From the triangle $C(u,u_i,u_j)$, if $i+1=j$, then $C(u,u_i,u_j)$ is called a single-triangle. Otherwise, $C(u,u_i,u_j)$ is called a multi-triangle (see Figure 3).

Observation 1. 

From Definition 1, a triangle $C(u,u_i,u_j)$ of $G(a,u_0,u_{\alpha })$ is also a skirted graph $T^{\prime }\cup P^{\prime }$ containing the side skirt $T^{\prime }$ with root u and the path $P^{\prime }=u_i{u}_{i+1}{u}_{i+2}\cdots u_j$. Note that u has degree at least two because $i<j$.
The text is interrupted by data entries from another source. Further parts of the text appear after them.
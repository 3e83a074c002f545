//! Repository layer for the drinks service.
//!
//! Handlers depend on the [`DrinkRepository`] trait; the binary picks
//! [`PgDrinkRepository`] when a database is configured and
//! [`InMemoryDrinkRepository`] otherwise.

pub mod drinks;
pub mod memory;

pub use drinks::PgDrinkRepository;
pub use memory::InMemoryDrinkRepository;

use crate::models::{Drink, DrinkUpdate, NewDrink};
use async_trait::async_trait;
use thiserror::Error;

/// Repository failure.
#[derive(Debug, Clone, PartialEq, Eq, Error)]
pub enum RepositoryError {
    #[error("Drink {0} not found")]
    NotFound(i32),

    #[error("Drink title '{0}' already exists")]
    DuplicateTitle(String),

    #[error("Database error: {0}")]
    Database(String),
}

/// Drink persistence.
///
/// Titles are unique; ids are assigned by the repository.
#[async_trait]
pub trait DrinkRepository: Send + Sync {
    /// All drinks ordered by id.
    async fn list(&self) -> Result<Vec<Drink>, RepositoryError>;

    async fn get(&self, id: i32) -> Result<Drink, RepositoryError>;

    async fn insert(&self, drink: NewDrink) -> Result<Drink, RepositoryError>;

    /// Apply the set fields of `update` and return the updated drink.
    async fn update(&self, id: i32, update: DrinkUpdate) -> Result<Drink, RepositoryError>;

    async fn delete(&self, id: i32) -> Result<(), RepositoryError>;
}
We obtain from Lemma 2 that a skirted graph G contains a cycle C of length three. Let $x,y,z$ be vertices of C in which x is an internal vertex. If another leaf neighbor of x is adjacent to either y or z, then we can extend C to be a multi-triangle. Otherwise, C is a single triangle. Therefore, a skirted graph contains a triangle.

Theorem 3.

Let $G(a,u_0,u_{\alpha })=T\cup P$ be a skirted graph with $P=u_0{u}_1{u}_2\cdots u_{\alpha }$. If $G^{\prime }$ is a simple graph obtained from a skirted graph $G(a,u_0,u_{\alpha })$ by contracting a triangle $C(u,u_i,u_j)$ of $G(a,u_0,u_{\alpha })$ where $u\ne a$. Then, $G^{\prime }$ is a skirted graph.

Proof. 

Let $G(a,u_0,u_{\alpha })=T\cup P$ be a skirted graph and $C(u,u_i,u_j)$ be a triangle in $G(a,u_0,u_{\alpha })$ for some $0\le i\le \alpha -1$ and $i<j$. Let $G^{\prime }$ be a simple graph obtained from $G(a,u_0,u_{\alpha })$ by contracting $C(u,u_i,u_j)$ and $u^{\ast }$ be the vertex of $G^{\prime }$ represented by the triangle $C(u,u_i,u_j)$, i.e., all vertices $u,u_i,u_{i+1},u_{i+2},\dots ,u_j$ are contracted into one vertex $u^{\ast }$. Since $u\ne a$, $G^{\prime }$ is not a trivial graph.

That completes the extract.